_What this task involves_. When the word "active" shows up in a line of the data below, copy that whole line.
== Records supplied
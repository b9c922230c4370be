//! The transition protocol between role policies and state behaviors.
//!
//! A [`Dispatch`] is built for the duration of one callback. It borrows the
//! character's body, its state table and the scene services, and it is the
//! only way a role policy can move a character into another state.

use std::collections::HashMap;

use tracing::{debug, error, trace};

use crate::character::{CharacterBody, StateTable};
use crate::config::RestingTuning;
use crate::events::EventBus;
use crate::metrics::DispatchCounters;
use crate::rest_area::RestAreas;
use crate::roles::RolePolicy;
use crate::states::StateBehavior;
use crate::types::{AnimationEvent, CharacterId, StateId, Transform};

// ---------------------------------------------------------------------------
// Flow
// ---------------------------------------------------------------------------

/// A capability call a state asks the active role to perform.
#[derive(Debug, Clone, Copy, PartialEq, Eq, Hash)]
pub enum RoleCommand {
    /// [`RolePolicy::idle`].
    Idle,
    /// [`RolePolicy::wander`].
    Wander,
    /// [`RolePolicy::patrol`].
    Patrol,
    /// [`RolePolicy::rest`].
    Rest,
    /// [`RolePolicy::stop_resting`].
    StopResting,
    /// [`RolePolicy::follow`].
    Follow,
}

/// Outcome of a state behavior callback.
#[derive(Debug, Clone, Copy, PartialEq, Eq)]
pub enum Flow {
    /// Stay in the current state.
    Continue,
    /// Hand a command to the character's currently active role.
    Role(RoleCommand),
}

// ---------------------------------------------------------------------------
// Services
// ---------------------------------------------------------------------------

/// Last known transform of every character, for states that track others.
#[derive(Debug, Clone, Default)]
pub struct TransformIndex {
    transforms: HashMap<CharacterId, Transform>,
}

impl TransformIndex {
    /// Empty index.
    #[must_use]
    pub fn new() -> Self {
        Self::default()
    }

    /// Record `id`'s transform.
    pub fn insert(&mut self, id: CharacterId, transform: Transform) {
        self.transforms.insert(id, transform);
    }

    /// Forget `id`.
    pub fn remove(&mut self, id: CharacterId) -> Option<Transform> {
        self.transforms.remove(&id)
    }

    /// Transform of `id`, if known.
    #[must_use]
    pub fn get(&self, id: CharacterId) -> Option<&Transform> {
        self.transforms.get(&id)
    }
}

/// Scene-wide services a character reads and writes during one callback.
pub struct Env<'w> {
    /// Seconds since the previous tick.
    pub dt: f32,
    /// Shared rest areas.
    pub rest_areas: &'w mut RestAreas,
    /// Where everyone else is.
    pub transforms: &'w TransformIndex,
    /// Gameplay event bus.
    pub events: &'w EventBus,
    /// Dispatch counters.
    pub counters: &'w DispatchCounters,
    /// Sit-down tuning.
    pub resting: &'w RestingTuning,
}

/// Owned backing storage for an [`Env`], for hosts and tests.
#[derive(Debug, Default)]
pub struct Services {
    /// Shared rest areas.
    pub rest_areas: RestAreas,
    /// Where everyone is.
    pub transforms: TransformIndex,
    /// Gameplay event bus.
    pub events: EventBus,
    /// Dispatch counters.
    pub counters: DispatchCounters,
    /// Sit-down tuning.
    pub resting: RestingTuning,
}

impl Services {
    /// Borrow everything as an [`Env`] for a tick of `dt` seconds.
    pub fn env(&mut self, dt: f32) -> Env<'_> {
        Env {
            dt,
            rest_areas: &mut self.rest_areas,
            transforms: &self.transforms,
            events: &self.events,
            counters: &self.counters,
            resting: &self.resting,
        }
    }
}

// ---------------------------------------------------------------------------
// Dispatch
// ---------------------------------------------------------------------------

/// Which state is active and whether it has been started.
#[derive(Debug, Clone, Copy, PartialEq, Eq)]
pub(crate) struct Activity {
    pub(crate) state: StateId,
    pub(crate) entered: bool,
}

/// Context handed to every [`RolePolicy`] callback.
pub struct Dispatch<'a, 'w> {
    pub(crate) role: &'a dyn RolePolicy,
    pub(crate) body: &'a mut CharacterBody,
    pub(crate) activity: &'a mut Activity,
    pub(crate) states: &'a mut StateTable,
    pub(crate) env: &'a mut Env<'w>,
}

impl<'a, 'w> Dispatch<'a, 'w> {
    /// The character being dispatched.
    pub fn body(&mut self) -> &mut CharacterBody {
        &mut *self.body
    }

    /// Scene services.
    pub fn env(&mut self) -> &mut Env<'w> {
        &mut *self.env
    }

    /// Body and services at once.
    pub fn parts(&mut self) -> (&mut CharacterBody, &mut Env<'w>) {
        (&mut *self.body, &mut *self.env)
    }

    /// Currently active state.
    #[must_use]
    pub fn state(&self) -> StateId {
        self.activity.state
    }

    /// Switch to `id` and start it. A no-op if `id` is already active.
    pub fn request_state(&mut self, id: StateId) {
        if self.activity.entered && self.activity.state == id {
            DispatchCounters::bump(&self.env.counters.redundant_requests);
            trace!(character = %self.body.id, state = ?id, "State already active");
            return;
        }
        let from = self.activity.state;
        self.activity.state = id;
        self.activity.entered = true;
        DispatchCounters::bump(&self.env.counters.transitions);
        debug!(character = %self.body.id, role = %self.body.role, ?from, to = ?id, "State transition");
        self.run(|behavior, body, env| behavior.start(body, env));
    }

    /// Start the configured state if nothing has been started yet.
    pub fn enter_current_state(&mut self) {
        if !self.activity.entered {
            let id = self.activity.state;
            self.request_state(id);
        }
    }

    /// Run one update of the active state.
    pub fn update_state(&mut self) {
        if !self.activity.entered {
            trace!(character = %self.body.id, "No state entered yet, skipping update");
            return;
        }
        self.run(|behavior, body, env| behavior.update(body, env));
    }

    /// Forward an animation completion to the active state.
    pub fn animate(&mut self, event: AnimationEvent) {
        if !self.activity.entered {
            debug!(character = %self.body.id, ?event, "Animation event before any state, ignored");
            return;
        }
        self.run(|behavior, body, env| behavior.on_animation(event, body, env));
    }

    /// Execute `command` on the active role.
    pub fn command(&mut self, command: RoleCommand) {
        let role = self.role;
        match command {
            RoleCommand::Idle => role.idle(self),
            RoleCommand::Wander => role.wander(self),
            RoleCommand::Patrol => role.patrol(self),
            RoleCommand::Rest => role.rest(self),
            RoleCommand::StopResting => role.stop_resting(self),
            RoleCommand::Follow => role.follow(self),
        }
    }

    fn run<F>(&mut self, f: F)
    where
        F: FnOnce(&mut dyn StateBehavior, &mut CharacterBody, &mut Env<'w>) -> Flow,
    {
        let id = self.activity.state;
        let Some(behavior) = self.states.get_mut(id) else {
            error!(character = %self.body.id, state = ?id, "State registry has no behavior");
            return;
        };
        let flow = f(behavior, &mut *self.body, &mut *self.env);
        if let Flow::Role(command) = flow {
            trace!(character = %self.body.id, ?command, "State handed control to role");
            self.command(command);
        }
    }
}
====
_Written solution_.
/// A capability call a state asks the active role to perform.
    /// Hand a command to the character's currently active role.
/// Which state is active and whether it has been started.
    /// Currently active state.
    /// Switch to `id` and start it. A no-op if `id` is already active.
            trace!(character = %self.body.id, state = ?id, "State already active");
    /// Run one update of the active state.
    /// Forward an animation completion to the active state.
    /// Execute `command` on the active role.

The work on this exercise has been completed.